Cahaya memang menerangi, tapi bukan berarti ia tidak menggelapkan. Jika terlampau terang-benderang, cahaya menghasilkan dampak yang sama belaka bagi penglihatan, yakni gelap mata. Silau bahkan lebih berbahaya bagi mata karena bisa menyebabkan kebutaan. Demikian pula cahaya seorang pemimpin. Jika tak menakar dengan baik seberapa besar penerangan yang dibutuhkan, adanya seorang pemimpin justru mengacaukan konsentrasi karena melumpuhkan indera. Pemimpin yang baik pun bisa belajar dari cahaya betapa ia berguna ketika gelap ada. Tanpa gelap, ia bukan siapa-siapa.

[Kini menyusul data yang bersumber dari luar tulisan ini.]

//! One-call setup for a service: logging pipeline, trace correlation and the
//! `tracing` bridge.
//!
//! ```no_run
//! use rag_observability::{Observability, ObservabilityConfig};
//!
//! let config = ObservabilityConfig::from_env("chunking-service").expect("bad environment");
//! let observability = Observability::init(config);
//! observability.logger("chunking").info("ready", None);
//! ```

use crate::config::{Config, ConfigError};
use crate::fields;
use crate::init;
use crate::logger::{self, Logger, Logging};
use crate::sink::{ConsoleSink, LogSink};
use std::sync::Arc;

/// Settings for [`Observability::init`].
#[derive(Debug, Clone, PartialEq, Eq)]
pub struct ObservabilityConfig {
    pub logging: Config,
    /// Attach flow trace correlation to records and bridge `tracing` events.
    pub tracing_enabled: bool,
}

impl ObservabilityConfig {
    /// Read the environment. A non-empty `service_name` takes precedence
    /// over `SERVICE_NAME`.
    pub fn from_env(service_name: &str) -> Result<Self, ConfigError> {
        Self::from_lookup(service_name, |key| std::env::var(key).ok())
    }

    pub fn from_lookup(
        service_name: &str,
        lookup: impl Fn(&str) -> Option<String>,
    ) -> Result<Self, ConfigError> {
        let mut logging = Config::from_lookup(lookup)?;
        if !service_name.is_empty() {
            logging.service.name = service_name.to_string();
        }
        Ok(ObservabilityConfig {
            tracing_enabled: logging.trace_correlation,
            logging,
        })
    }
}

/// State of the global `tracing` bridge after [`Observability::init`].
#[derive(Debug, Clone, Copy, PartialEq, Eq)]
pub enum Bridge {
    /// Tracing is disabled; nothing was installed.
    Disabled,
    Installed,
    /// Another subscriber (usually an earlier `init`) already owns the
    /// global default.
    AlreadyInstalled,
}

/// Constructed observability state for a service.
#[derive(Debug, Clone)]
pub struct Observability {
    config: ObservabilityConfig,
    logging: Logging,
    bridge: Bridge,
}

impl Observability {
    /// Set up observability writing to stdout. See [`Observability::init_with_sink`].
    pub fn init(config: ObservabilityConfig) -> Self {
        Self::init_with_sink(config, Arc::new(ConsoleSink::stdout()))
    }

    /// Set up observability for one service.
    ///
    /// **Parameters**
    /// - `config`: logging configuration plus whether to bridge `tracing`.
    /// - `sink`: where rendered records go.
    ///
    /// **Effects**
    /// - Installs the pipeline as the process default, replacing any earlier one.
    /// - Installs the `tracing` bridge when tracing is enabled. A global
    ///   subscriber set by someone else is left alone and reported through
    ///   [`Bridge::AlreadyInstalled`].
    /// - Logs `"<service> observability initialized"` at INFO.
    pub fn init_with_sink(config: ObservabilityConfig, sink: Arc<dyn LogSink>) -> Self {
        let mut logging_config = config.logging.clone();
        logging_config.trace_correlation = config.tracing_enabled;
        let logging = Logging::builder(logging_config).sink(sink).build();
        logger::install(logging.clone());

        let bridge = if !config.tracing_enabled {
            Bridge::Disabled
        } else {
            match init::init_tracing() {
                Ok(()) => Bridge::Installed,
                Err(_) => Bridge::AlreadyInstalled,
            }
        };

        let service = &config.logging.service.name;
        logging.logger(service.as_str()).info(
            format!("{} observability initialized", service),
            fields! {
                "tracing_enabled" => config.tracing_enabled,
                "log_format" => config.logging.format.as_str(),
            },
        );

        Observability {
            config,
            logging,
            bridge,
        }
    }

    pub fn config(&self) -> &ObservabilityConfig {
        &self.config
    }

    pub fn logging(&self) -> &Logging {
        &self.logging
    }

    pub fn bridge(&self) -> Bridge {
        self.bridge
    }

    /// A logger bound to this pipeline.
    pub fn logger(&self, name: impl Into<String>) -> Logger {
        self.logging.logger(name)
    }
}
use chrono::{TimeZone, Utc};
use rag_observability::format::{render_value, RecordFormatter};
use rag_observability::{
    fields, ErrorInfo, Level, LogEvent, OutputFormat, ServiceInfo, SourceLocation, TraceContext, Value,
};

fn event() -> LogEvent {
    LogEvent::new(Level::Info, "chunker", "chunk created")
        .with_timestamp(Utc.with_ymd_and_hms(2025, 12, 31, 18, 42, 23).unwrap())
        .at(SourceLocation {
            module: "chunker".to_string(),
            line: Some(42),
            function: None,
        })
        .with_fields(fields! { "size" => 1024 })
}

#[test]
fn formatting_is_deterministic_for_both_policies() {
    let context = fields! { "request_id" => "r1" };
    let trace = TraceContext::from_traceparent("00-4bf92f3577b34da6a3ce929d0e0e4736-00f067aa0ba902b7-01").unwrap();
    for format in [OutputFormat::Readable, OutputFormat::Json] {
        let formatter = format.formatter(&ServiceInfo::default());
        let first = formatter.format(&event(), &context, Some(&trace));
        let second = formatter.format(&event(), &context, Some(&trace));
        assert_eq!(first, second, "{} output changed between calls", format);
    }
}

#[test]
fn readable_line_layout() {
    let formatter = OutputFormat::Readable.formatter(&ServiceInfo::default());
    let event = event().with_error(ErrorInfo::new("ValueError", "bad chunk"));
    let line = formatter.format(&event, &fields! { "request_id" => "r1" }, None);
    assert_eq!(
        line,
        "[2025/12/31 18:42:23.000 +00:00] [INFO] [chunker:42] [\"chunk created\"] \
         [request_id=r1] [size=1024] [exception=ValueError: bad chunk]"
    );
}

#[test]
fn readable_value_rendering() {
    assert_eq!(render_value(&Value::Null), "null");
    assert_eq!(render_value(&Value::Bool(true)), "true");
    assert_eq!(render_value(&Value::from("hello world")), "\"hello world\"");
    assert_eq!(render_value(&Value::from("ok")), "ok");
    assert_eq!(render_value(&Value::from(3.0)), "3");
    assert_eq!(render_value(&Value::from(3.14159)), "3.14");
}

#[test]
fn json_record_members() {
    let service = ServiceInfo {
        name: "chunking-service".to_string(),
        version: "2.0.0".to_string(),
        environment: "production".to_string(),
    };
    let formatter = OutputFormat::Json.formatter(&service);
    let line = formatter.format(&event(), &fields! { "request_id" => "r1" }, None);
    let data: serde_json::Value = serde_json::from_str(&line).unwrap();

    assert_eq!(data["timestamp"], "2025-12-31T18:42:23.000Z");
    assert_eq!(data["service"], "chunking-service");
    assert_eq!(data["version"], "2.0.0");
    assert_eq!(data["environment"], "production");
    assert_eq!(data["level"], "INFO");
    assert_eq!(data["logger"], "chunker");
    assert_eq!(data["message"], "chunk created");
    assert_eq!(data["module"], "chunker");
    assert_eq!(data["line"], 42);
    assert_eq!(data["context"]["request_id"], "r1");
    assert_eq!(data["size"], 1024);
    assert!(data.get("trace_id").is_none());
    assert!(data.get("exception").is_none());
    assert!(!line.contains('\n'));
}
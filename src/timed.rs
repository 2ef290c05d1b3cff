//! Timed operations.
//!
//! A [`Timer`] measures a unit of work on the monotonic clock and logs
//! exactly one outcome record for it:
//!
//! - `"<op> completed"` (INFO) with `duration_ms`
//! - `"<op> failed"` (ERROR) with `duration_ms`, `error` and the exception
//! - `"<op> cancelled"` (WARNING) with `duration_ms`, when the timer is
//!   dropped unfinished, e.g. because the future driving it was dropped
//!
//! Fields added through [`Timer::fields_mut`] while the work runs are
//! included in the outcome record.

use crate::level::Level;
use crate::logger::Logger;
use crate::record::ErrorInfo;
use crate::value::{Fields, Value};
use std::error::Error;
use std::future::Future;
use std::panic::Location;
use std::time::Instant;

/// Guard timing one operation.
#[must_use = "dropping a timer immediately logs the operation as cancelled"]
#[derive(Debug)]
pub struct Timer {
    logger: Logger,
    operation: String,
    fields: Fields,
    start: Instant,
    location: &'static Location<'static>,
    finished: bool,
}

impl Timer {
    fn start(
        logger: Logger,
        operation: String,
        fields: Fields,
        location: &'static Location<'static>,
    ) -> Self {
        let timed_start = logger
            .pipeline()
            .is_some_and(|logging| logging.config().timed_start);
        if timed_start {
            logger.emit_at(
                Level::Info,
                format!("{} started", operation),
                Some(fields.clone()),
                None,
                location,
            );
        }
        Timer {
            logger,
            operation,
            fields,
            start: Instant::now(),
            location,
            finished: false,
        }
    }

    pub fn operation(&self) -> &str {
        &self.operation
    }

    /// Fields merged into the outcome record.
    pub fn fields_mut(&mut self) -> &mut Fields {
        &mut self.fields
    }

    /// Milliseconds since the timer started, rounded to two decimals.
    pub fn elapsed_ms(&self) -> f64 {
        let ms = self.start.elapsed().as_secs_f64() * 1000.0;
        (ms * 100.0).round() / 100.0
    }

    /// Log the operation as completed.
    pub fn complete(mut self) {
        self.finish(Level::Info, "completed", None);
    }

    /// Log the operation as failed with `err`.
    pub fn fail<E: Error + ?Sized>(mut self, err: &E) {
        self.fields
            .insert("error".to_string(), Value::String(err.to_string()));
        self.finish(Level::Error, "failed", Some(ErrorInfo::from_error(err)));
    }

    /// Log the outcome of `result` and hand it back unchanged.
    pub fn finish_with<T, E: Error>(self, result: Result<T, E>) -> Result<T, E> {
        match &result {
            Ok(_) => self.complete(),
            Err(e) => self.fail(e),
        }
        result
    }

    fn finish(&mut self, level: Level, outcome: &str, error: Option<ErrorInfo>) {
        self.finished = true;
        let mut fields = std::mem::take(&mut self.fields);
        fields.insert("duration_ms".to_string(), Value::from(self.elapsed_ms()));
        self.logger.emit_at(
            level,
            format!("{} {}", self.operation, outcome),
            Some(fields),
            error,
            self.location,
        );
    }
}

impl Drop for Timer {
    fn drop(&mut self) {
        if self.finished {
            return;
        }
        if std::thread::panicking() {
            self.finish(
                Level::Error,
                "failed",
                Some(ErrorInfo::new("panic", "operation panicked")),
            );
        } else {
            self.finish(Level::Warning, "cancelled", None);
        }
    }
}

impl Logger {
    /// Start timing `operation`. See [`Timer`].
    #[track_caller]
    pub fn start_timer(&self, operation: impl Into<String>, fields: impl Into<Option<Fields>>) -> Timer {
        Timer::start(
            self.clone(),
            operation.into(),
            fields.into().unwrap_or_default(),
            Location::caller(),
        )
    }

    /// Run `work`, log its outcome with its duration, and return its result
    /// unchanged.
    ///
    /// **Parameters**
    /// - `operation`: name used in the outcome message, e.g. `"parse"`.
    /// - `fields`: extra fields for the outcome record.
    /// - `work`: the operation. It may add fields to the outcome record
    ///   through the `&mut Fields` it is handed.
    ///
    /// **Behavior**
    /// - `Ok` logs `"<operation> completed"` at INFO with `duration_ms`.
    /// - `Err` logs `"<operation> failed"` at ERROR with `duration_ms` and the
    ///   error attached as the exception.
    #[track_caller]
    pub fn timed<T, E, F>(
        &self,
        operation: impl Into<String>,
        fields: impl Into<Option<Fields>>,
        work: F,
    ) -> Result<T, E>
    where
        E: Error,
        F: FnOnce(&mut Fields) -> Result<T, E>,
    {
        let mut timer = self.start_timer(operation, fields);
        let result = work(timer.fields_mut());
        timer.finish_with(result)
    }

    /// Async counterpart of [`Logger::timed`]. The clock starts at the first
    /// poll and spans every suspension of `work`; dropping the returned
    /// future early logs the operation as cancelled.
    #[track_caller]
    pub fn timed_async<T, E, Fut>(
        &self,
        operation: impl Into<String>,
        fields: impl Into<Option<Fields>>,
        work: Fut,
    ) -> impl Future<Output = Result<T, E>>
    where
        E: Error,
        Fut: Future<Output = Result<T, E>>,
    {
        let location = Location::caller();
        let logger = self.clone();
        let operation = operation.into();
        let fields = fields.into().unwrap_or_default();
        async move {
            let timer = Timer::start(logger, operation, fields, location);
            let result = work.await;
            timer.finish_with(result)
        }
    }
}
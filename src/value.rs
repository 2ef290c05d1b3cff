//! Structured field values.
//!
//! Context and call-site fields are JSON-shaped: strings, numbers, booleans,
//! null, and nested sequences or mappings of the same. [`Fields`] keeps keys
//! in insertion order, and re-inserting an existing key updates its value in
//! place.

use serde::Serialize;
use std::fmt::Debug;

pub use serde_json::Value;

/// Ordered mapping of field name to value.
pub type Fields = serde_json::Map<String, Value>;

/// Convert any serializable value into a field [`Value`].
///
/// Values serde cannot represent (maps with non-string keys, failing
/// `Serialize` impls) fall back to their `Debug` string instead of failing
/// the log call.
pub fn to_value<T>(value: &T) -> Value
where
    T: Serialize + Debug + ?Sized,
{
    serde_json::to_value(value).unwrap_or_else(|_| Value::String(format!("{:?}", value)))
}

/// Merge `overlay` over `base`: new keys are appended, existing keys keep
/// their position and take the overlay's value.
pub fn merge(base: &mut Fields, overlay: &Fields) {
    for (key, value) in overlay {
        base.insert(key.clone(), value.clone());
    }
}

/// Build a [`Fields`] map from `key => value` pairs.
///
/// ```
/// use rag_observability::fields;
///
/// let fields = fields! { "request_id" => "r1", "attempt" => 2 };
/// assert_eq!(fields["attempt"], 2);
/// ```
#[macro_export]
macro_rules! fields {
    () => {
        $crate::value::Fields::new()
    };
    ($($key:expr => $value:expr),+ $(,)?) => {{
        let mut fields = $crate::value::Fields::new();
        $(
            fields.insert(::std::string::String::from($key), $crate::value::to_value(&$value));
        )+
        fields
    }};
}
use std::sync::Arc;
use std::time::Instant;

use rag_observability::{context, fields, Config, Logging, NoopSink, OutputFormat};

fn run(format: OutputFormat, n: u64) {
    let logging = Logging::builder(Config::default().with_format(format))
        .sink(Arc::new(NoopSink))
        .build();
    let logger = logging.logger("load");
    let _request = context::with_context(fields! { "request_id" => "load-test", "stage" => "chunk" });

    let start = Instant::now();
    for i in 0..n {
        logger.info("load test record", fields! { "iteration" => i });
    }
    let elapsed = start.elapsed();
    println!(
        "{}: formatted {} records in {:?} (~{:.0} rec/s)",
        format,
        n,
        elapsed,
        n as f64 / elapsed.as_secs_f64()
    );
}

fn main() {
    run(OutputFormat::Readable, 100_000);
    run(OutputFormat::Json, 100_000);
}
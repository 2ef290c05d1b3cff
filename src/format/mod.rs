//! Record rendering policies.
//!
//! A formatter is a pure function of the event, the context snapshot taken
//! at emission time and the trace correlation (if any). Exactly one policy is
//! active per pipeline, chosen by [`OutputFormat`].

mod json;
mod readable;

pub use json::JsonFormatter;
pub use readable::{render_value, ReadableFormatter};

use crate::config::ServiceInfo;
use crate::record::LogEvent;
use crate::trace::TraceContext;
use crate::value::Fields;
use std::fmt;
use std::str::FromStr;

/// Renders one event into one output line (without trailing newline).
pub trait RecordFormatter: Send + Sync {
    fn format(&self, event: &LogEvent, context: &Fields, trace: Option<&TraceContext>) -> String;
}

/// Which rendering policy a pipeline uses.
#[derive(Debug, Clone, Copy, Default, PartialEq, Eq, Hash)]
pub enum OutputFormat {
    /// `[timestamp] [LEVEL] [module:line] ["message"] [key=value] ...`
    #[default]
    Readable,
    /// One JSON object per line.
    Json,
}

impl OutputFormat {
    pub fn as_str(&self) -> &'static str {
        match self {
            OutputFormat::Readable => "readable",
            OutputFormat::Json => "json",
        }
    }

    /// Build the formatter for this policy.
    pub fn formatter(&self, service: &ServiceInfo) -> Box<dyn RecordFormatter> {
        match self {
            OutputFormat::Readable => Box::new(ReadableFormatter),
            OutputFormat::Json => Box::new(JsonFormatter::new(service.clone())),
        }
    }
}

impl fmt::Display for OutputFormat {
    fn fmt(&self, f: &mut fmt::Formatter<'_>) -> fmt::Result {
        f.write_str(self.as_str())
    }
}

#[derive(thiserror::Error, Debug, Clone, PartialEq, Eq)]
#[error("unknown log format {0:?} (expected readable or json)")]
pub struct ParseFormatError(pub String);

impl FromStr for OutputFormat {
    type Err = ParseFormatError;

    fn from_str(s: &str) -> Result<Self, Self::Err> {
        match s.trim().to_ascii_lowercase().as_str() {
            "readable" | "text" | "bracketed" => Ok(OutputFormat::Readable),
            "json" | "structured" => Ok(OutputFormat::Json),
            _ => Err(ParseFormatError(s.to_string())),
        }
    }
}

#[cfg(test)]
mod tests {
    use super::*;
    use crate::level::Level;
    use crate::record::SourceLocation;
    use chrono::{TimeZone, Utc};

    #[test]
    fn parses_format_names() {
        assert_eq!("JSON".parse::<OutputFormat>(), Ok(OutputFormat::Json));
        assert_eq!("readable".parse::<OutputFormat>(), Ok(OutputFormat::Readable));
        assert!("xml".parse::<OutputFormat>().is_err());
    }

    #[test]
    fn both_policies_are_deterministic() {
        let event = LogEvent::new(Level::Info, "ingest", "chunk created")
            .with_timestamp(Utc.with_ymd_and_hms(2025, 12, 31, 18, 42, 23).unwrap())
            .at(SourceLocation {
                module: "chunker".to_string(),
                line: Some(42),
                function: None,
            })
            .with_fields(crate::fields! { "size" => 1024, "ratio" => 0.5 });
        let context = crate::fields! { "request_id" => "r1" };

        for format in [OutputFormat::Readable, OutputFormat::Json] {
            let formatter = format.formatter(&ServiceInfo::default());
            assert_eq!(
                formatter.format(&event, &context, None),
                formatter.format(&event, &context, None)
            );
        }
    }
}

Demikianlah pengalaman sangat sabar mengantarkan kita menuju kedewasaan berpikir dan merasakan. Perjalanan kita takkan pernah lebih cepat atau lebih lambat dari waktu. Dan, pengalaman tidak memberikan kelulusan kepada para pejalan. Pengalaman selalu berubah dan bersifat sangat pribadi. Terhadap satu peristiwa yang sama-sama kita alami, setiap diri akan mengambil pelajaran yang spesifik dan berbeda. Dan, belajar adalah energi untuk kehidupan. Energi ini tergolong energi terbarukan. Pengetahuan dan pengalaman selalu memperbarui dirinya sendiri. Dan kewajiban untuk belajar adalah seumur diri, sejak lahir hingga mati. Tanpa berhenti.

Pada akhirnya, kita bisa memetik buah dari pengalaman. Buah itulah yang disebut pengertian. Dengan terus belajar, kita menjadi mengerti mengapa dan bagaimana sesuatu itu terjadi. Segala hal memang bisa ditanyakan, namun tidak setiap hal bisa dipertanyakan. Ada hal-hal yang sesuai nalar, namun lebih banyak lagi hal yang hanya bisa kita rasakan tanpa pernah, atau tanpa perlu melihatnya langsung. Selalu ada rahasia di dalam setiap hal. Dan rahasia memiliki sistemnya sendiri untuk bersembunyi. Seorang pemberani memiliki peluang yang lebih besar untuk melakukan perjalanan dan memeroleh pengalaman. Tapi, tetap saja, kita pun bisa belajar dari rasa takut.